Seminar 217, Risk Management: Robust Learning: Information Theory and Algorithms
Seminar | October 9 | 11 a.m.-12:30 p.m. | 1011 Evans Hall
Speaker: Jacob Steinhardt, Stanford
This talk will provide an overview of recent results in high-dimensional robust estimation. The key question is the following: given a dataset, some fraction of which consists of arbitrary outliers, what can be learned about the non-outlying points? This is a classical question going back at least to Tukey (1960). However, this question has recently received renewed interest for a combination of reasons. First, many of the older results do not give meaningful error bounds in high dimensions (for instance, the error often includes an implicit sqrt(d)-factor in d dimensions). Second, recent connections have been established between robust estimation and other problems such as clustering and learning of stochastic block models. Currently, the best known results for clustering mixtures of Gaussians are via these robust estimation techniques. Finally, high-dimensional biological datasets with structured outliers such as batch effects, together with security concerns for machine learning systems, motivate the study of robustness to worst-case outliers from an applied direction.
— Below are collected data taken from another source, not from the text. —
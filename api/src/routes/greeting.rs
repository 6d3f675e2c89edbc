use axum::extract::Path;
use axum::{Json, Router, routing::get};
use serde::Serialize;

use crate::error::AppError;
use crate::state::AppState;

const MAX_NAME_CHARS: usize = 30;

#[derive(Serialize, utoipa::ToSchema)]
pub struct GreetingResponse {
    pub message: String,
}

pub fn router() -> Router<AppState> {
    Router::new().route("/greeting/{name}", get(greet))
}

#[utoipa::path(
    get,
    path = "/greeting/{name}",
    params(("name" = String, Path, description = "Name to greet, 1 to 30 characters")),
    responses(
        (status = 200, description = "Greeting", body = GreetingResponse),
        (status = 400, description = "Name is empty or too long", body = mugo_core::error::ApiError)
    ),
    tag = "system"
)]
pub async fn greet(Path(name): Path<String>) -> Result<Json<GreetingResponse>, AppError> {
    let chars = name.chars().count();
    if chars == 0 || chars > MAX_NAME_CHARS {
        return Err(AppError::Validation {
            message: format!("name must be 1 to {MAX_NAME_CHARS} characters, got {chars}"),
            field: Some("name".to_string()),
            received: Some(serde_json::Value::String(name)),
            docs_hint: None,
        });
    }

    Ok(Json(GreetingResponse {
        message: format!("Hello, {name}!"),
    }))
}
use mugo_adk::{AgentClient, AgentRuntime, RunRequest};
use serde_json::json;

use crate::util::{exit_error, parse_state, print_json, report_agent_error};

pub async fn list_apps(client: &AgentClient, raw: bool) -> i32 {
    match client.list_apps().await {
        Ok(apps) => print_json(&json!({ "apps": apps }), raw),
        Err(e) => report_agent_error(&e),
    }
}

pub struct RunArgs {
    pub app: String,
    pub user_id: String,
    pub session_id: String,
    pub message: String,
    pub state_delta: Option<String>,
    pub no_auto_session: bool,
    pub events: bool,
}

/// Run one agent turn and print the final text (plus all events with `--events`).
pub async fn run(client: &AgentClient, args: RunArgs, raw: bool) -> i32 {
    if args.message.trim().is_empty() {
        exit_error("message must not be empty", None);
    }

    let mut request = RunRequest::user_text(&args.app, &args.user_id, &args.session_id, &args.message);
    request.state_delta = args
        .state_delta
        .as_deref()
        .map(parse_state)
        .transpose()
        .unwrap_or_else(|e| exit_error(&e, None));

    let outcome = if args.no_auto_session {
        client.run(&request).await
    } else {
        client.run_with_auto_session(&request).await
    };

    match outcome {
        Ok(result) => {
            let mut body = json!({
                "app": args.app,
                "session_id": args.session_id,
                "final_text": result.final_text,
                "event_count": result.events.len(),
            });
            if args.events {
                body["events"] = json!(result.events);
            }
            print_json(&body, raw)
        }
        Err(e) => report_agent_error(&e),
    }
}
use std::net::SocketAddr;
use std::sync::Arc;

use axum::routing::get;
use axum::{Json, Router};
use serde::Serialize;
use tower::ServiceBuilder;
use tower_http::trace::TraceLayer;
use tracing_subscriber::{layer::SubscriberExt, util::SubscriberInitExt};
use utoipa::OpenApi;

mod config;
mod db;
mod error;
mod extract;
mod middleware;
mod registry;
mod routes;
mod state;

use config::{Config, DatabaseConfig};
use db::Database;

#[derive(OpenApi)]
#[openapi(
    info(
        title = "Mugo API",
        version = "0.1.0",
        description = "Gateway between the Mugo nutrition chat app, the agent service and Postgres."
    ),
    paths(
        routes::health::health_check,
        routes::greeting::greet,
        routes::conversation::converse,
        routes::agents::list_agents,
        routes::agents::weather,
        routes::agents::nutrition,
        routes::users::create_user,
        routes::users::list_users,
        routes::users::get_user,
        routes::users::get_user_by_username,
        routes::users::update_user_metadata,
        routes::users::delete_user,
        routes::meals::create_meal,
        routes::meals::list_meals,
        routes::meals::list_meals_by_date,
        routes::meals::list_meals_by_range,
        routes::meals::list_meals_by_conversation,
        routes::meals::get_meal,
        routes::meals::delete_meal,
        routes::conversations::create_conversation,
        routes::conversations::list_conversations,
        routes::conversations::get_conversation_by_session,
        routes::conversations::get_conversation,
        routes::conversations::update_conversation_title,
        routes::conversations::delete_conversation,
        routes::analytics::daily_summary,
        routes::analytics::daily_range,
        routes::analytics::daily_history,
        routes::analytics::weekly_summary,
        routes::analytics::weekly_range,
        routes::debug::list_sessions,
        routes::debug::list_messages,
        routes::debug::get_agent_session,
        routes::debug::delete_agent_session,
    ),
    components(schemas(
        HealthResponse,
        mugo_core::error::ApiError,
        mugo_core::models::User,
        mugo_core::models::Conversation,
        mugo_core::models::Macros,
        mugo_core::models::Assumption,
        mugo_core::models::NutritionPayload,
        mugo_core::models::MealType,
        mugo_core::models::FoodSource,
        mugo_core::models::MealLog,
        mugo_core::models::DailyNutritionSummary,
        mugo_core::models::WeeklyNutritionSummary,
        routes::greeting::GreetingResponse,
        routes::conversation::ConverseRequest,
        routes::conversation::ConverseResponse,
        routes::agents::AgentListResponse,
        routes::agents::WeatherRequest,
        routes::agents::WeatherResponse,
        routes::agents::NutritionRequest,
        routes::agents::NutritionResponse,
        routes::users::CreateUserRequest,
        routes::users::UpdateUserMetadataRequest,
        routes::users::UserResponse,
        routes::users::UserListResponse,
        routes::meals::CreateMealRequest,
        routes::meals::MealResponse,
        routes::meals::MealListResponse,
        routes::conversations::CreateConversationRequest,
        routes::conversations::UpdateTitleRequest,
        routes::conversations::ConversationResponse,
        routes::conversations::ConversationListResponse,
        routes::analytics::DailySummaryResponse,
        routes::analytics::DailySummaryListResponse,
        routes::analytics::WeeklySummaryResponse,
        routes::analytics::WeeklySummaryListResponse,
        routes::debug::SessionIdsResponse,
        routes::debug::MessagesResponse,
    ))
)]
struct ApiDoc;

#[derive(Serialize, utoipa::ToSchema)]
pub struct HealthResponse {
    pub status: String,
    pub version: String,
    /// "ok", "unreachable" or "disabled"
    pub database: String,
}

async fn openapi_json() -> Json<utoipa::openapi::OpenApi> {
    Json(ApiDoc::openapi())
}

#[tokio::main]
async fn main() {
    // Load .env if present (dev only)
    let _ = dotenvy::dotenv();

    // Structured JSON logging
    tracing_subscriber::registry()
        .with(
            tracing_subscriber::EnvFilter::try_from_default_env()
                .unwrap_or_else(|_| "mugo_api=debug,tower_http=debug".into()),
        )
        .with(tracing_subscriber::fmt::layer().json())
        .init();

    let config = match Config::from_env() {
        Ok(config) => config,
        Err(err) => {
            tracing::error!(error = %err, "invalid configuration");
            std::process::exit(1);
        }
    };

    let db = connect_database(&config.database).await;

    let agents = match mugo_adk::AgentClient::with_timeout(&config.adk.base_url, config.adk.timeout) {
        Ok(client) => client,
        Err(err) => {
            tracing::error!(error = %err, "invalid agent service configuration");
            std::process::exit(1);
        }
    };
    tracing::info!(
        adk_url = %agents.base_url(),
        nutrition_app = %config.adk.apps.nutrition,
        weather_app = %config.adk.apps.weather,
        conversation_app = %config.adk.apps.conversation,
        "agent service configured"
    );

    let app_state = state::AppState {
        db,
        database_configured: config.database.url.is_some(),
        agents,
        apps: config.adk.apps.clone(),
        registry: Arc::new(registry::SessionRegistry::new()),
    };

    let app = Router::new()
        .route("/api-doc/openapi.json", get(openapi_json))
        .merge(routes::health::router())
        .merge(routes::greeting::router())
        .merge(routes::conversation::router())
        .merge(routes::agents::router())
        .merge(routes::users::router())
        .merge(routes::meals::router())
        .merge(routes::conversations::router())
        .merge(routes::analytics::router())
        .merge(routes::debug::router())
        .layer(
            ServiceBuilder::new()
                .layer(TraceLayer::new_for_http())
                .layer(middleware::cors::build_cors_layer(&config.cors_origins)),
        )
        .with_state(app_state);

    let addr = SocketAddr::from(([0, 0, 0, 0], config.port));
    tracing::info!("Mugo API listening on {}", addr);

    let listener = tokio::net::TcpListener::bind(addr)
        .await
        .expect("Failed to bind listen address");
    axum::serve(listener, app).await.expect("Server error");
}

/// Connect and migrate. Exits the process on failure when fail-fast is on;
/// otherwise logs and continues without persistence.
async fn connect_database(config: &DatabaseConfig) -> Option<Database> {
    let Some(url) = config.url.as_deref() else {
        if config.fail_fast {
            tracing::error!("DATABASE_URL must be set (or set DB_FAIL_FAST=false to run without persistence)");
            std::process::exit(1);
        }
        tracing::warn!("DATABASE_URL not set, running without persistence");
        return None;
    };

    let db = match Database::connect(url, config).await {
        Ok(db) => db,
        Err(err) if config.fail_fast => {
            tracing::error!(error = %err, "failed to connect to database");
            std::process::exit(1);
        }
        Err(err) => {
            tracing::warn!(error = %err, "database unreachable, running without persistence");
            return None;
        }
    };

    if config.run_migrations {
        if let Err(err) = db.migrate().await {
            if config.fail_fast {
                tracing::error!(error = %err, "failed to run migrations");
                std::process::exit(1);
            }
            tracing::warn!(error = %err, "failed to run migrations, continuing with existing schema");
        }
    }

    tracing::info!(
        min_connections = config.min_connections,
        max_connections = config.max_connections,
        "database connected"
    );
    Some(db)
}
//! In-process record of the agent sessions this gateway has driven.
//!
//! Backs the debug endpoints. Created once at startup and shared through
//! `AppState`; contents are lost on restart. Sessions are never evicted, so
//! the map grows with every distinct (app, user, session) for the life of the
//! process; each session keeps only its most recent events.

use std::collections::BTreeMap;

use mugo_adk::{Event, RunRequest, RunResult};
use tokio::sync::RwLock;

/// Events kept per session; older ones are dropped first.
pub const MAX_EVENTS_PER_SESSION: usize = 500;

#[derive(Debug, Clone, PartialEq, Eq, PartialOrd, Ord)]
struct SessionKey {
    app_name: String,
    user_id: String,
    session_id: String,
}

#[derive(Debug, Default)]
pub struct SessionRegistry {
    sessions: RwLock<BTreeMap<SessionKey, Vec<Event>>>,
}

impl SessionRegistry {
    pub fn new() -> Self {
        Self::default()
    }

    /// Append the user's message and the events of a successful run,
    /// trimming the session to its newest [`MAX_EVENTS_PER_SESSION`] events.
    pub async fn record(&self, request: &RunRequest, result: &RunResult) {
        let key = SessionKey {
            app_name: request.app_name.clone(),
            user_id: request.user_id.clone(),
            session_id: request.session_id.clone(),
        };
        let user_event = Event {
            author: "user".to_string(),
            content: Some(request.new_message.clone()),
            ..Default::default()
        };

        let mut sessions = self.sessions.write().await;
        let events = sessions.entry(key).or_default();
        events.push(user_event);
        events.extend(result.events.iter().cloned());
        if events.len() > MAX_EVENTS_PER_SESSION {
            let excess = events.len() - MAX_EVENTS_PER_SESSION;
            events.drain(..excess);
        }
    }

    /// Session ids for `user_id`, optionally limited to one app. Sorted,
    /// without duplicates.
    pub async fn session_ids(&self, user_id: &str, app_name: Option<&str>) -> Vec<String> {
        let sessions = self.sessions.read().await;
        let mut ids: Vec<String> = sessions
            .keys()
            .filter(|key| key.user_id == user_id && matches_app(key, app_name))
            .map(|key| key.session_id.clone())
            .collect();
        ids.sort();
        ids.dedup();
        ids
    }

    /// Texts of every part of every recorded event, in order. `None` when no
    /// matching session was recorded.
    pub async fn messages(
        &self,
        user_id: &str,
        session_id: &str,
        app_name: Option<&str>,
    ) -> Option<Vec<String>> {
        let sessions = self.sessions.read().await;
        let mut found = false;
        let mut texts = Vec::new();

        for (key, events) in sessions.iter() {
            if key.user_id != user_id || key.session_id != session_id || !matches_app(key, app_name) {
                continue;
            }
            found = true;
            texts.extend(
                events
                    .iter()
                    .filter_map(|e| e.content.as_ref())
                    .flat_map(|c| c.parts.iter())
                    .filter_map(|p| p.text.clone()),
            );
        }

        found.then_some(texts)
    }

    /// Number of recorded sessions.
    pub async fn len(&self) -> usize {
        self.sessions.read().await.len()
    }
}

fn matches_app(key: &SessionKey, app_name: Option<&str>) -> bool {
    app_name.is_none_or(|app| key.app_name == app)
}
The talk will cover both information-theoretic and algorithmic techniques in robust estimation, aiming to give an accessible introduction. We will start by reviewing the 1-dimensional case, and show that many natural estimators break down in higher dimensions. Then we will give a simple argument that robust estimation is information-theoretically possible. Finally, we will show that under stronger assumptions we can perform robust estimation efficiently, via a "dual coupling" inequality that is reminiscent of matrix concentration inequalities.